Investigators also discovered a videotape of Sweeten and her daughter passing through a security-screening device at the Philadelphia International Airport. Retracing Sweeten's steps, authorities learned that she had purchased two one-way tickets to Orlando, Fla. After withdrawing $12,000 from various accounts in days leading up to her departure, she borrowed a co-worker's license - purportedly in order to deal with a pension matter - and used the license to buy the tickets to Florida.
The two were traced to Disneyworld and apprehended as they were returning to the Grand Floridian resort. Attorney Debbie Calitz, Sweeten's former employer, told the Philadelphia Daily News that Sweeten "stole money from my law practice," which may account for her decision to flee. Sweeten was charged with identity theft and making a false police report.
When I first heard of the hoax, I thought back to a story Lee Daniels, a former reporter for the New York Times, wrote for me in 1995 when I was editor of Emerge magazine. The headline was, "The American Way: Blame a Black Man." Daniels wrote, "Susan Smith knew the powerful grip the image of the dangerous Black man has on White Americans' psyche. And who can doubt it? In her descent into pathological desperation, that knowledge became for her, as it had for Charles Stuart, the crucial element in calculating that she could commit the gruesome crime and get away with it."
Smith was convicted and sentenced to life in prison for murdering her two sons, Michael, 3, and Alexander, four months old, in Union, S.C. She told police in 1994 that an armed Black man had hijacked her car at a stoplight and was forced to leave her kids behind. For nine days, she stood by her story, making tearful televised appeals for the return of her children. She eventually confessed to watching her car roll into a lake after putting the car in drive, and hopping out after releasing the hand brake. Her two sons were in the back seats.
In 1989, Charles Stuart, the manager of an upscale fur store in Boston shot his pregnant wife and himself, apparently as part of an insurance scheme. After going to childbirth classes, Stuart said a Black gunman forced his way into their car at a stoplight and shot him in the stomach and his wife, Carol, in the head. Both the wife and baby died. The break in the case came when Stuart's brother, Matthew, went to police and admitted that he had gone to the murder scene, by prearrangement with his brother, to remove his sister-in-law's jewelry, purse and the gun. The next day, Charles Stuart committed suicide by jumping off a bridge into the Boston Harbor. Matthew Stuart was sentenced to three to five years in prison for concealing evidence.
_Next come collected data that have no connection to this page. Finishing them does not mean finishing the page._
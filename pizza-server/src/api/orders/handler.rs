//! Order API Handlers

use axum::{
    Json,
    extract::{Path, State},
};
use serde::Serialize;
use shared::models::{CheckoutRequest, Order, StageUpdate};
use shared::{AppResult, OrderStatusEvent};

use crate::auth::RequesterContext;
use crate::core::ServerState;

/// Status snapshot plus the poll interval clients should fall back to
#[derive(Debug, Serialize)]
#[serde(rename_all = "camelCase")]
pub struct OrderStatusResponse {
    #[serde(flatten)]
    pub status: OrderStatusEvent,
    pub poll_interval_secs: u64,
}

/// POST /api/orders - checkout
pub async fn checkout(
    State(state): State<ServerState>,
    ctx: RequesterContext,
    Json(payload): Json<CheckoutRequest>,
) -> AppResult<Json<Order>> {
    Ok(Json(state.orders.checkout(payload, &ctx)?))
}

/// GET /api/orders - own orders, or every order for admins
pub async fn list(
    State(state): State<ServerState>,
    ctx: RequesterContext,
) -> AppResult<Json<Vec<Order>>> {
    Ok(Json(state.orders.list_orders(&ctx)?))
}

/// GET /api/orders/{id}
pub async fn get_by_id(
    State(state): State<ServerState>,
    ctx: RequesterContext,
    Path(id): Path<String>,
) -> AppResult<Json<Order>> {
    Ok(Json(state.orders.get_order(&id, &ctx)?))
}

/// GET /api/orders/{id}/status - polling fallback for the push channel
pub async fn status(
    State(state): State<ServerState>,
    ctx: RequesterContext,
    Path(id): Path<String>,
) -> AppResult<Json<OrderStatusResponse>> {
    let status = state.orders.order_status(&id, &ctx)?;
    Ok(Json(OrderStatusResponse {
        status,
        poll_interval_secs: state.config.status_poll_interval_secs,
    }))
}

/// PATCH /api/orders/{id}/status - admin stage change
pub async fn update_status(
    State(state): State<ServerState>,
    ctx: RequesterContext,
    Path(id): Path<String>,
    Json(payload): Json<StageUpdate>,
) -> AppResult<Json<Order>> {
    ctx.require_admin()?;
    Ok(Json(state.orders.update_stage(&id, payload.current_stage, &ctx)?))
}

/// POST /api/orders/{id}/cancel - customer cancel
pub async fn cancel(
    State(state): State<ServerState>,
    ctx: RequesterContext,
    Path(id): Path<String>,
) -> AppResult<Json<Order>> {
    Ok(Json(state.orders.cancel(&id, &ctx)?))
}
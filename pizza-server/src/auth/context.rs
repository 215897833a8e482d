//! Requester context
//!
//! Who is calling, passed explicitly into the offer and lifecycle engines.
//! Requests without an Authorization header are guests; a header that does
//! not carry a valid token is rejected with 401.

use axum::{extract::FromRequestParts, http::request::Parts};
use shared::error::{AppError, AppResult};

use super::{JwtError, JwtService};
use crate::core::ServerState;

#[derive(Debug, Clone, Default, PartialEq, Eq)]
pub struct RequesterContext {
    /// `None` for guest sessions
    pub user_id: Option<String>,
    pub is_admin: bool,
}

impl RequesterContext {
    pub fn guest() -> Self {
        Self::default()
    }

    pub fn user(user_id: impl Into<String>) -> Self {
        Self {
            user_id: Some(user_id.into()),
            is_admin: false,
        }
    }

    pub fn admin(user_id: impl Into<String>) -> Self {
        Self {
            user_id: Some(user_id.into()),
            is_admin: true,
        }
    }

    pub fn user_id(&self) -> Option<&str> {
        self.user_id.as_deref()
    }

    pub fn is_guest(&self) -> bool {
        self.user_id.is_none()
    }

    pub fn require_admin(&self) -> AppResult<()> {
        if self.is_admin {
            Ok(())
        } else if self.is_guest() {
            Err(AppError::not_authenticated())
        } else {
            Err(AppError::admin_required())
        }
    }

    /// Validate a bearer token and build the context it grants
    pub fn from_token(jwt: &JwtService, token: &str) -> AppResult<Self> {
        let claims = jwt.validate_token(token).map_err(|e| match e {
            JwtError::ExpiredToken => AppError::token_expired(),
            _ => AppError::invalid_token("Invalid token"),
        })?;
        Ok(Self {
            is_admin: claims.is_admin(),
            user_id: Some(claims.sub),
        })
    }
}

impl FromRequestParts<ServerState> for RequesterContext {
    type Rejection = AppError;

    async fn from_request_parts(
        parts: &mut Parts,
        state: &ServerState,
    ) -> Result<Self, Self::Rejection> {
        if let Some(ctx) = parts.extensions.get::<RequesterContext>() {
            return Ok(ctx.clone());
        }

        let Some(header) = parts
            .headers
            .get(http::header::AUTHORIZATION)
            .map(|h| h.to_str().unwrap_or_default())
        else {
            return Ok(Self::guest());
        };

        let token = JwtService::extract_from_header(header)
            .ok_or_else(|| AppError::invalid_token("Invalid authorization header"))?;

        let ctx = Self::from_token(state.jwt_service(), token).inspect_err(|e| {
            tracing::warn!(error = %e, uri = %parts.uri, "Token rejected");
        })?;
        parts.extensions.insert(ctx.clone());
        Ok(ctx)
    }
}

#[cfg(test)]
mod tests {
    use super::*;
    use crate::auth::{ADMIN_ROLE, JwtConfig};
    use shared::error::ErrorCode;

    #[test]
    fn test_require_admin() {
        assert!(RequesterContext::admin("a").require_admin().is_ok());
        assert_eq!(
            RequesterContext::user("u").require_admin().unwrap_err().code,
            ErrorCode::AdminRequired
        );
        assert_eq!(
            RequesterContext::guest().require_admin().unwrap_err().code,
            ErrorCode::NotAuthenticated
        );
    }

    #[test]
    fn test_from_token() {
        let jwt = JwtService::with_config(JwtConfig {
            secret: "context-test-secret-with-enough-length".into(),
            expiration_minutes: 60,
            issuer: "pizza-auth".into(),
            audience: "pizza-storefront".into(),
        });

        let token = jwt.generate_token("u1", "customer").unwrap();
        let ctx = RequesterContext::from_token(&jwt, &token).unwrap();
        assert_eq!(ctx.user_id(), Some("u1"));
        assert!(!ctx.is_admin);

        let token = jwt.generate_token("boss", ADMIN_ROLE).unwrap();
        assert!(RequesterContext::from_token(&jwt, &token).unwrap().is_admin);

        let err = RequesterContext::from_token(&jwt, "garbage").unwrap_err();
        assert_eq!(err.code, ErrorCode::TokenInvalid);
    }
}
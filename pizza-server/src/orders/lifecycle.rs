//! Order lifecycle state machine
//!
//! ```text
//! Placed(0) -> Preparing(1) -> Baking(2) -> OutForDelivery(3) -> Delivered(4)
//!     \______________\_____________\_______________\
//!                                                   -> Cancelled(-1)
//! ```
//!
//! Delivered and Cancelled are terminal. Stages only move forward; whether
//! an administrator may skip stages is decided by [`TransitionPolicy`].

use chrono::{DateTime, Utc};
use shared::error::{AppError, ErrorCode};
use shared::models::{Order, Stage, StatusEntry};
use thiserror::Error;

use crate::auth::RequesterContext;

#[derive(Debug, Clone, Copy, Default, PartialEq, Eq)]
pub struct TransitionPolicy {
    /// Require `target == current + 1` (cancellation excepted)
    pub strict_stepping: bool,
}

#[derive(Debug, Clone, PartialEq, Eq, Error)]
pub enum LifecycleError {
    #[error("Stage {0} is not a valid order stage")]
    InvalidStage(i64),

    #[error("Order is already {0}")]
    AlreadyTerminal(Stage),

    #[error("Order is already at stage {0}")]
    AlreadyAtStage(Stage),

    #[error("Cannot move order back from {from} to {to}")]
    BackwardTransition { from: Stage, to: Stage },

    #[error("Cannot skip from {from} to {to}")]
    StageSkipped { from: Stage, to: Stage },

    #[error("Order can only be cancelled before preparation starts (currently {0})")]
    CannotCancelAfterPreparation(Stage),

    #[error("Order belongs to another customer")]
    NotOwner,
}

impl From<LifecycleError> for AppError {
    fn from(err: LifecycleError) -> Self {
        let message = err.to_string();
        match err {
            LifecycleError::InvalidStage(stage) => {
                AppError::with_message(ErrorCode::OrderInvalidStage, message)
                    .with_detail("stage", stage)
            }
            LifecycleError::AlreadyTerminal(stage) => {
                AppError::with_message(ErrorCode::OrderAlreadyTerminal, message)
                    .with_detail("currentStage", stage.value())
            }
            LifecycleError::AlreadyAtStage(stage) => {
                AppError::with_message(ErrorCode::OrderAlreadyAtStage, message)
                    .with_detail("currentStage", stage.value())
            }
            LifecycleError::BackwardTransition { from, to } => {
                AppError::with_message(ErrorCode::OrderBackwardTransition, message)
                    .with_detail("from", from.value())
                    .with_detail("to", to.value())
            }
            LifecycleError::StageSkipped { from, to } => {
                AppError::with_message(ErrorCode::OrderStageSkipped, message)
                    .with_detail("from", from.value())
                    .with_detail("to", to.value())
            }
            LifecycleError::CannotCancelAfterPreparation(stage) => {
                AppError::with_message(ErrorCode::OrderCannotCancel, message)
                    .with_detail("currentStage", stage.value())
            }
            LifecycleError::NotOwner => AppError::permission_denied(message),
        }
    }
}

/// Move `order` to `target`
///
/// Appends a history entry on every committed transition, stamps
/// `actual_delivery_time` on delivery and `cancelled_at` on cancellation.
pub fn advance(
    order: &mut Order,
    target: i64,
    policy: TransitionPolicy,
    now: DateTime<Utc>,
) -> Result<(), LifecycleError> {
    let target = Stage::try_from(target).map_err(|e| LifecycleError::InvalidStage(e.0))?;
    let current = order.current_stage;

    if current.is_terminal() {
        return Err(LifecycleError::AlreadyTerminal(current));
    }
    if target == current {
        return Err(LifecycleError::AlreadyAtStage(current));
    }
    if target != Stage::Cancelled {
        if target < current {
            return Err(LifecycleError::BackwardTransition {
                from: current,
                to: target,
            });
        }
        if policy.strict_stepping && current.next() != Some(target) {
            return Err(LifecycleError::StageSkipped {
                from: current,
                to: target,
            });
        }
    }

    order.current_stage = target;
    order.status = target.name().to_string();
    order.status_history.push(StatusEntry::new(target, now));

    match target {
        Stage::Delivered if order.actual_delivery_time.is_none() => {
            order.actual_delivery_time = Some(now);
        }
        Stage::Cancelled => order.cancelled_at = Some(now),
        _ => {}
    }
    Ok(())
}

/// Customer-initiated cancel
///
/// Only the owner (or an admin) may cancel, and only while the order is
/// still `Placed`. Guest orders are cancellable by guest requesters holding
/// the order id.
pub fn cancel_by_customer(
    order: &mut Order,
    ctx: &RequesterContext,
    now: DateTime<Utc>,
) -> Result<(), LifecycleError> {
    if !ctx.is_admin && !order.is_owned_by(ctx.user_id()) {
        return Err(LifecycleError::NotOwner);
    }
    if order.current_stage != Stage::Placed || order.status == Stage::Cancelled.name() {
        return Err(LifecycleError::CannotCancelAfterPreparation(
            order.current_stage,
        ));
    }
    advance(
        order,
        Stage::Cancelled.value().into(),
        TransitionPolicy::default(),
        now,
    )
}
//! HTTP status code mapping for error codes

use super::codes::ErrorCode;
use http::StatusCode;

impl ErrorCode {
    /// Get the appropriate HTTP status code for this error code
    pub fn http_status(&self) -> StatusCode {
        match self {
            // Success
            Self::Success => StatusCode::OK,

            // 404 Not Found
            Self::NotFound | Self::OfferNotFound | Self::OrderNotFound => StatusCode::NOT_FOUND,

            // 409 Conflict
            Self::AlreadyExists
            | Self::OfferCodeExists
            | Self::OrderAlreadyTerminal
            | Self::OrderAlreadyAtStage => StatusCode::CONFLICT,

            // 401 Unauthorized
            Self::NotAuthenticated
            | Self::TokenExpired
            | Self::TokenInvalid
            | Self::OfferLoginRequired => StatusCode::UNAUTHORIZED,

            // 403 Forbidden
            Self::PermissionDenied | Self::AdminRequired => StatusCode::FORBIDDEN,

            // 500 Internal Server Error
            Self::InternalError | Self::DatabaseError | Self::ConfigError => {
                StatusCode::INTERNAL_SERVER_ERROR
            }

            // 400 Bad Request (default for validation/business errors)
            _ => StatusCode::BAD_REQUEST,
        }
    }
}
use crate::auth::JwtConfig;
use crate::auth::jwt::MIN_SECRET_LEN;

/// Server configuration
///
/// # Environment variables
///
/// | Variable | Default | Description |
/// |----------|---------|-------------|
/// | WORK_DIR | ./data | Directory holding the redb database |
/// | HTTP_PORT | 3000 | HTTP listen port |
/// | ENVIRONMENT | development | development / staging / production |
/// | LOG_LEVEL | info | Default tracing filter when RUST_LOG is unset |
/// | LOG_DIR | (unset) | Enables a daily rolling log file |
/// | LOG_JSON | false | Emit logs as JSON lines |
/// | JWT_SECRET | (ephemeral) | HS256 signing secret, >= 32 bytes |
/// | JWT_ISSUER / JWT_AUDIENCE | pizza-auth / pizza-storefront | Expected token claims |
/// | STRICT_STAGE_STEPPING | false | Admin stage updates must advance one step |
/// | ADMIN_GUEST_COUPON_BYPASS | true | Admins without a user id skip the coupon login gate |
/// | STATUS_POLL_INTERVAL_SECS | 10 | Poll interval advertised to tracking clients |
/// | REQUEST_TIMEOUT_MS | 30000 | Per-request timeout |
/// | SHUTDOWN_TIMEOUT_MS | 10000 | Grace period for in-flight requests on shutdown |
///
/// # Example
///
/// ```ignore
/// WORK_DIR=/data/pizza HTTP_PORT=8080 cargo run
/// ```
#[derive(Debug, Clone)]
pub struct Config {
    pub work_dir: String,
    pub http_port: u16,
    /// development | staging | production
    pub environment: String,
    pub log_level: String,
    pub log_dir: Option<String>,
    pub log_json: bool,
    pub jwt: JwtConfig,
    pub strict_stage_stepping: bool,
    pub admin_guest_coupon_bypass: bool,
    pub status_poll_interval_secs: u64,
    pub request_timeout_ms: u64,
    pub shutdown_timeout_ms: u64,
}

fn env_or<T: std::str::FromStr>(key: &str, default: T) -> T {
    std::env::var(key)
        .ok()
        .and_then(|v| v.parse().ok())
        .unwrap_or(default)
}

impl Config {
    /// Load from environment variables, falling back to defaults
    pub fn from_env() -> Self {
        Self {
            work_dir: std::env::var("WORK_DIR").unwrap_or_else(|_| "./data".into()),
            http_port: env_or("HTTP_PORT", 3000),
            environment: std::env::var("ENVIRONMENT").unwrap_or_else(|_| "development".into()),
            log_level: std::env::var("LOG_LEVEL").unwrap_or_else(|_| "info".into()),
            log_dir: std::env::var("LOG_DIR").ok().filter(|d| !d.is_empty()),
            log_json: env_or("LOG_JSON", false),
            jwt: JwtConfig::from_env(),
            strict_stage_stepping: env_or("STRICT_STAGE_STEPPING", false),
            admin_guest_coupon_bypass: env_or("ADMIN_GUEST_COUPON_BYPASS", true),
            status_poll_interval_secs: env_or("STATUS_POLL_INTERVAL_SECS", 10),
            request_timeout_ms: env_or("REQUEST_TIMEOUT_MS", 30000),
            shutdown_timeout_ms: env_or("SHUTDOWN_TIMEOUT_MS", 10000),
        }
    }

    /// Override the work dir and port (tests)
    pub fn with_overrides(work_dir: impl Into<String>, http_port: u16) -> Self {
        let mut config = Self::from_env();
        config.work_dir = work_dir.into();
        config.http_port = http_port;
        config
    }

    pub fn is_production(&self) -> bool {
        self.environment == "production"
    }

    /// Path of the redb database file
    pub fn database_path(&self) -> std::path::PathBuf {
        std::path::Path::new(&self.work_dir).join("pizza.redb")
    }

    /// Reject settings that are unsafe to run with
    pub fn validate(&self) -> Result<(), String> {
        if self.is_production() && std::env::var("JWT_SECRET").is_err() {
            return Err("JWT_SECRET must be set in production".into());
        }
        if self.jwt.secret.len() < MIN_SECRET_LEN {
            return Err(format!(
                "JWT_SECRET must be at least {MIN_SECRET_LEN} bytes"
            ));
        }
        if self.status_poll_interval_secs == 0 {
            return Err("STATUS_POLL_INTERVAL_SECS must be positive".into());
        }
        Ok(())
    }
}

impl Default for Config {
    fn default() -> Self {
        Self::from_env()
    }
}

#[cfg(test)]
mod tests {
    use super::*;

    fn config() -> Config {
        Config {
            work_dir: "/tmp/pizza".into(),
            http_port: 3000,
            environment: "development".into(),
            log_level: "info".into(),
            log_dir: None,
            log_json: false,
            jwt: JwtConfig {
                secret: "x".repeat(MIN_SECRET_LEN),
                expiration_minutes: 60,
                issuer: "pizza-auth".into(),
                audience: "pizza-storefront".into(),
            },
            strict_stage_stepping: false,
            admin_guest_coupon_bypass: true,
            status_poll_interval_secs: 10,
            request_timeout_ms: 30000,
            shutdown_timeout_ms: 10000,
        }
    }

    #[test]
    fn test_validate() {
        assert!(config().validate().is_ok());

        let mut short = config();
        short.jwt.secret = "short".into();
        assert!(short.validate().is_err());

        let mut no_poll = config();
        no_poll.status_poll_interval_secs = 0;
        assert!(no_poll.validate().is_err());
    }

    #[test]
    fn test_database_path() {
        assert_eq!(
            config().database_path(),
            std::path::Path::new("/tmp/pizza/pizza.redb")
        );
    }
}
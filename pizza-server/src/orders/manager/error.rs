use shared::error::{AppError, ErrorCode};
use thiserror::Error;

use crate::offers::{OfferError, OfferRejection};
use crate::orders::lifecycle::LifecycleError;
use crate::pricing::CartError;
use crate::storage::StorageError;

#[derive(Debug, Error)]
pub enum ManagerError {
    #[error("Storage error: {0}")]
    Storage(StorageError),

    #[error("Order not found: {0}")]
    OrderNotFound(String),

    #[error(transparent)]
    Cart(#[from] CartError),

    #[error(transparent)]
    Offer(#[from] OfferRejection),

    #[error(transparent)]
    Lifecycle(#[from] LifecycleError),

    #[error("Invalid customer details: {0}")]
    InvalidCustomer(String),

    #[error("Not allowed to access order {0}")]
    Forbidden(String),

    #[error("Login required")]
    NotAuthenticated,
}

impl From<StorageError> for ManagerError {
    fn from(err: StorageError) -> Self {
        match err {
            StorageError::OrderNotFound(id) => Self::OrderNotFound(id),
            other => Self::Storage(other),
        }
    }
}

impl From<OfferError> for ManagerError {
    fn from(err: OfferError) -> Self {
        match err {
            OfferError::Rejected(r) => Self::Offer(r),
            OfferError::Storage(e) => e.into(),
        }
    }
}

impl From<ManagerError> for AppError {
    fn from(err: ManagerError) -> Self {
        match err {
            ManagerError::Storage(e) => {
                tracing::error!(error = %e, "Order storage error");
                AppError::database(e.to_string())
            }
            ManagerError::OrderNotFound(id) => {
                AppError::new(ErrorCode::OrderNotFound).with_detail("orderId", id)
            }
            ManagerError::Cart(e) => e.into(),
            ManagerError::Offer(r) => r.into(),
            ManagerError::Lifecycle(e) => e.into(),
            ManagerError::InvalidCustomer(msg) => {
                AppError::with_message(ErrorCode::RequiredField, msg)
            }
            ManagerError::Forbidden(id) => {
                AppError::permission_denied(format!("Not allowed to access order {id}"))
            }
            ManagerError::NotAuthenticated => AppError::not_authenticated(),
        }
    }
}

pub type ManagerResult<T> = Result<T, ManagerError>;
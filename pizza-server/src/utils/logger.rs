//! Logging Infrastructure
//!
//! `RUST_LOG` wins over the configured level. With a log directory the
//! output goes to a daily rolling file instead of stdout.

use std::path::Path;
use tracing_subscriber::EnvFilter;

/// Initialize the logger
pub fn init_logger() {
    init_logger_with_file(None, false, None);
}

fn env_filter(log_level: &str) -> EnvFilter {
    EnvFilter::try_from_default_env().unwrap_or_else(|_| {
        EnvFilter::new(format!("pizza_server={log_level},tower_http={log_level},{log_level}"))
    })
}

/// Initialize the logger with optional JSON format and file output
pub fn init_logger_with_file(log_level: Option<&str>, json: bool, log_dir: Option<&str>) {
    let level = log_level.unwrap_or("info");

    let builder = tracing_subscriber::fmt()
        .with_env_filter(env_filter(level))
        .with_file(false)
        .with_line_number(false)
        .with_thread_ids(false)
        .with_target(false);

    let appender = log_dir.and_then(|dir| {
        let path = Path::new(dir);
        if let Err(e) = std::fs::create_dir_all(path) {
            eprintln!("Cannot create log dir {dir}: {e}, logging to stdout");
            return None;
        }
        Some(tracing_appender::rolling::daily(path, "pizza-server"))
    });

    match (appender, json) {
        (Some(file), true) => builder.json().with_writer(file).init(),
        (Some(file), false) => builder.with_ansi(false).with_writer(file).init(),
        (None, true) => builder.json().init(),
        (None, false) => builder.init(),
    }
}
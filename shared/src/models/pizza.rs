//! Pizza configuration and price breakdown models

use serde::{Deserialize, Serialize};
use std::fmt;

/// Pizza size
///
/// Parsing is case-insensitive and never fails: anything that is not
/// `medium` or `large` is priced as `small`.
#[derive(Debug, Clone, Copy, Default, PartialEq, Eq, Hash, Serialize, Deserialize)]
#[serde(rename_all = "lowercase", from = "String")]
pub enum Size {
    #[default]
    Small,
    Medium,
    Large,
}

impl Size {
    pub fn parse(raw: &str) -> Self {
        match raw.trim().to_ascii_lowercase().as_str() {
            "medium" => Self::Medium,
            "large" => Self::Large,
            _ => Self::Small,
        }
    }

    pub fn as_str(&self) -> &'static str {
        match self {
            Self::Small => "small",
            Self::Medium => "medium",
            Self::Large => "large",
        }
    }
}

impl From<String> for Size {
    fn from(raw: String) -> Self {
        Self::parse(&raw)
    }
}

impl fmt::Display for Size {
    fn fmt(&self, f: &mut fmt::Formatter<'_>) -> fmt::Result {
        f.write_str(self.as_str())
    }
}

/// Crust choice
///
/// Unrecognized input maps to `Other`, which carries no surcharge.
#[derive(Debug, Clone, Copy, Default, PartialEq, Eq, Hash, Serialize, Deserialize)]
#[serde(rename_all = "lowercase", from = "String")]
pub enum Crust {
    #[default]
    Traditional,
    Classic,
    Thin,
    Stuffed,
    Other,
}

impl Crust {
    pub fn parse(raw: &str) -> Self {
        match raw.trim().to_ascii_lowercase().as_str() {
            "traditional" => Self::Traditional,
            "classic" => Self::Classic,
            "thin" => Self::Thin,
            "stuffed" => Self::Stuffed,
            _ => Self::Other,
        }
    }

    pub fn as_str(&self) -> &'static str {
        match self {
            Self::Traditional => "traditional",
            Self::Classic => "classic",
            Self::Thin => "thin",
            Self::Stuffed => "stuffed",
            Self::Other => "other",
        }
    }
}

impl From<String> for Crust {
    fn from(raw: String) -> Self {
        Self::parse(&raw)
    }
}

impl fmt::Display for Crust {
    fn fmt(&self, f: &mut fmt::Formatter<'_>) -> fmt::Result {
        f.write_str(self.as_str())
    }
}

/// A selected topping. `price` falls back to the default topping price when absent.
#[derive(Debug, Clone, PartialEq, Serialize, Deserialize)]
pub struct Topping {
    pub name: String,
    #[serde(default, skip_serializing_if = "Option::is_none")]
    pub price: Option<f64>,
}

impl Topping {
    pub fn new(name: impl Into<String>) -> Self {
        Self {
            name: name.into(),
            price: None,
        }
    }

    pub fn priced(name: impl Into<String>, price: f64) -> Self {
        Self {
            name: name.into(),
            price: Some(price),
        }
    }
}

/// Input for a single-pizza quote
#[derive(Debug, Clone, PartialEq, Serialize, Deserialize)]
#[serde(rename_all = "camelCase")]
pub struct PriceInput {
    pub base_price: f64,
    #[serde(default)]
    pub size: Size,
    #[serde(default)]
    pub crust: Crust,
    #[serde(default)]
    pub toppings: Vec<Topping>,
}

/// Computed price of one unit
///
/// `total == base_price + crust_price + topping_price` after 2dp rounding.
#[derive(Debug, Clone, PartialEq, Serialize, Deserialize)]
#[serde(rename_all = "camelCase")]
pub struct PriceBreakdown {
    /// Base price after the size multiplier
    pub base_price: f64,
    pub crust_price: f64,
    pub topping_price: f64,
    pub free_toppings: u32,
    pub charged_toppings: u32,
    pub total: f64,
}

fn default_quantity() -> u32 {
    1
}

/// One configured pizza in a cart
#[derive(Debug, Clone, PartialEq, Serialize, Deserialize)]
#[serde(rename_all = "camelCase")]
pub struct CartLine {
    pub name: String,
    pub base_price: f64,
    #[serde(default)]
    pub size: Size,
    #[serde(default)]
    pub crust: Crust,
    #[serde(default)]
    pub toppings: Vec<Topping>,
    #[serde(default = "default_quantity")]
    pub quantity: u32,
}

/// A cart line with its server-side price
#[derive(Debug, Clone, PartialEq, Serialize, Deserialize)]
#[serde(rename_all = "camelCase")]
pub struct LinePrice {
    pub name: String,
    pub size: Size,
    pub crust: Crust,
    pub toppings: Vec<Topping>,
    pub quantity: u32,
    pub unit: PriceBreakdown,
    pub line_total: f64,
}

/// Priced cart
#[derive(Debug, Clone, PartialEq, Serialize, Deserialize)]
#[serde(rename_all = "camelCase")]
pub struct CartQuote {
    pub lines: Vec<LinePrice>,
    pub subtotal: f64,
}
use std::sync::Arc;

use crate::auth::JwtService;
use crate::core::{Config, Result, ServerError};
use crate::live::OrderHub;
use crate::offers::{OfferEngine, OfferService};
use crate::orders::{OrdersManager, TransitionPolicy};
use crate::storage::Store;

/// Shared server state
///
/// Cheap to clone: every service holds `Arc`s internally.
///
/// | Field | Description |
/// |-------|-------------|
/// | config | Immutable configuration |
/// | store | redb storage for offers and orders |
/// | hub | Notification fan-out (`order:<id>`, `admin-dashboard`) |
/// | orders | Checkout and stage updates |
/// | offers | Offer administration |
/// | offer_engine | Coupon validation rules (preview endpoint) |
/// | jwt_service | Bearer token validation |
#[derive(Clone)]
pub struct ServerState {
    pub config: Config,
    pub store: Store,
    pub hub: OrderHub,
    pub orders: OrdersManager,
    pub offers: OfferService,
    pub offer_engine: OfferEngine,
    pub jwt_service: Arc<JwtService>,
}

impl std::fmt::Debug for ServerState {
    fn fmt(&self, f: &mut std::fmt::Formatter<'_>) -> std::fmt::Result {
        f.debug_struct("ServerState")
            .field("config", &self.config)
            .field("offer_engine", &self.offer_engine)
            .finish_non_exhaustive()
    }
}

impl ServerState {
    /// Wire services around an already-open store
    pub fn new(config: Config, store: Store) -> Self {
        let hub = OrderHub::new();
        let offer_engine = OfferEngine::new(config.admin_guest_coupon_bypass);
        let policy = TransitionPolicy {
            strict_stepping: config.strict_stage_stepping,
        };
        let orders = OrdersManager::new(store.clone(), hub.clone(), offer_engine, policy);
        let offers = OfferService::new(store.clone());
        let jwt_service = Arc::new(JwtService::with_config(config.jwt.clone()));

        Self {
            config,
            store,
            hub,
            orders,
            offers,
            offer_engine,
            jwt_service,
        }
    }

    /// Validate config, create the work dir and open the database
    pub fn initialize(config: &Config) -> Result<Self> {
        config.validate().map_err(ServerError::Config)?;

        std::fs::create_dir_all(&config.work_dir)?;
        let db_path = config.database_path();
        let store = Store::open(&db_path)?;
        tracing::info!(path = %db_path.display(), "Database opened");

        Ok(Self::new(config.clone(), store))
    }

    pub fn jwt_service(&self) -> &JwtService {
        &self.jwt_service
    }
}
During last year's presidential campaign, Ashley Todd, a campaign worker for John McCain, claimed that she was robbed at knifepoint on October 22 by a "six-foot four African American" at an ATM in Pittsburgh. She said the alleged robber saw a McCain sticker on her car and became enraged, cutting a backward "B" (for Barack) into her cheek. She later admitted lying. Todd was enrolled in a first-time offender's program and can have her record expunged upon successful completion of probation.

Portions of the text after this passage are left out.